Historical context. Shared-Bottom was formalized by Caruana (Machine Learning, 1997), the pioneer of MTL. Rich Caruana’s core insight was that “jointly training related tasks improves inductive bias,” demonstrated on medical diagnosis — pneumonia mortality prediction improved when related tasks were used as auxiliaries. That framework shaped MTL for the next two decades. MMoE was proposed by Ma, Zhao, Yi, Chen, Hong & Chi (KDD 2018) at Google. On YouTube’s engagement-vs-satisfaction prediction pair, Shared-Bottom suffered badly from Negative Transfer, and their answer — keep multiple experts but let a gate choose among them — mitigated it. The Mixture of Experts idea itself originated with Jacobs, Jordan, Nowlan & Hinton (1991); MMoE is a reinterpretation of that idea in the multi-task context.

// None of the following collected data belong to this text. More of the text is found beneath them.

//! Unified error handling with Sentry integration.
//!
//! Validation and credential failures are rendered back into their forms by
//! the handlers and never reach this type. `AppError` is what is left:
//! infrastructure failures, which are captured to Sentry and answered with a
//! generic message.

use axum::{
    http::StatusCode,
    response::{IntoResponse, Response},
};
use thiserror::Error;

use crate::db::RepositoryError;
use crate::services::ServiceError;

/// Application-level error type.
#[derive(Debug, Error)]
pub enum AppError {
    /// Database operation failed.
    #[error("Database error: {0}")]
    Database(#[from] RepositoryError),

    /// Administrator service failed.
    #[error("Service error: {0}")]
    Service(#[from] ServiceError),

    /// Session store failed.
    #[error("Session error: {0}")]
    Session(#[from] tower_sessions::session::Error),

    /// Internal server error.
    #[error("Internal error: {0}")]
    Internal(String),
}

impl IntoResponse for AppError {
    fn into_response(self) -> Response {
        let event_id = sentry::capture_error(&self);
        tracing::error!(
            error = %self,
            sentry_event_id = %event_id,
            "Request error"
        );

        // Don't expose internal error details to clients
        (StatusCode::INTERNAL_SERVER_ERROR, "Internal server error").into_response()
    }
}

/// Result type alias for `AppError`.
pub type Result<T> = std::result::Result<T, AppError>;

/// Tag Sentry events from the current request with the administrator.
///
/// Each request runs on its own hub, so this is called per authenticated
/// request rather than once at login.
pub fn set_sentry_user(id: &impl ToString, mail_address: &str) {
    sentry::configure_scope(|scope| {
        scope.set_user(Some(sentry::User {
            id: Some(id.to_string()),
            email: Some(mail_address.to_owned()),
            ..Default::default()
        }));
    });
}

#[cfg(test)]
#[allow(clippy::unwrap_used)]
mod tests {
    use super::*;

    #[test]
    fn test_app_error_display() {
        let err = AppError::Internal("template".to_string());
        assert_eq!(err.to_string(), "Internal error: template");

        let err = AppError::Database(RepositoryError::Conflict("dup".to_string()));
        assert_eq!(err.to_string(), "Database error: constraint violation: dup");
    }

    #[test]
    fn test_every_variant_is_a_server_error() {
        let errors = [
            AppError::Internal("x".to_string()),
            AppError::Database(RepositoryError::DataCorruption("x".to_string())),
            AppError::Service(ServiceError::PasswordHash),
            AppError::Session(tower_sessions::session::Error::Store(
                tower_sessions::session_store::Error::Backend("down".to_string()),
            )),
        ];
        for err in errors {
            assert_eq!(
                err.into_response().status(),
                StatusCode::INTERNAL_SERVER_ERROR
            );
        }
    }

    #[tokio::test]
    async fn test_response_hides_details() {
        let response =
            AppError::Internal("connection refused on 10.0.0.5".to_string()).into_response();
        let body = axum::body::to_bytes(response.into_body(), usize::MAX)
            .await
            .unwrap_or_default();
        assert_eq!(&body[..], b"Internal server error");
    }

    #[test]
    fn test_set_sentry_user_tags_events() {
        let events = sentry::test::with_captured_events(|| {
            set_sentry_user(&7, "a@x.com");
            sentry::capture_message("after login", sentry::Level::Info);
        });

        let user = events[0].user.as_ref().unwrap();
        assert_eq!(user.id.as_deref(), Some("7"));
        assert_eq!(user.email.as_deref(), Some("a@x.com"));
    }
}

Analogy — the buffet restaurant. MMoE is like a buffet restaurant. Several dishes (Experts) are laid out, and each guest (task) puts whatever they want on their plate (gate). The problem: every guest just piles on the steak (the popular Expert), and the rest of the food sits there until it is thrown away. PLE’s answer is to explicitly offer “a base meal (Shared Expert)” plus “a personal specialty (Task Expert)” as separate dishes.

Where this leaves us

For this project’s 13-task setup neither wave is usable as-is. Shared-Bottom collapses under task diversity — we have churn, ranking, and regression targets that pull the trunk in incompatible directions. MMoE in theory lets the tasks route around each other, but the combination of a symmetric expert pool and unconstrained gates makes Expert Collapse the default outcome rather than the exception. The fix that actually holds up is structural: stop asking identical experts to self-organize by gate pressure alone, and instead bake the separation into the architecture itself — a Shared Expert for cross-task signal, Task-specific Experts for patterns only one task cares about. That is PLE, and it is where PLE-2 picks up.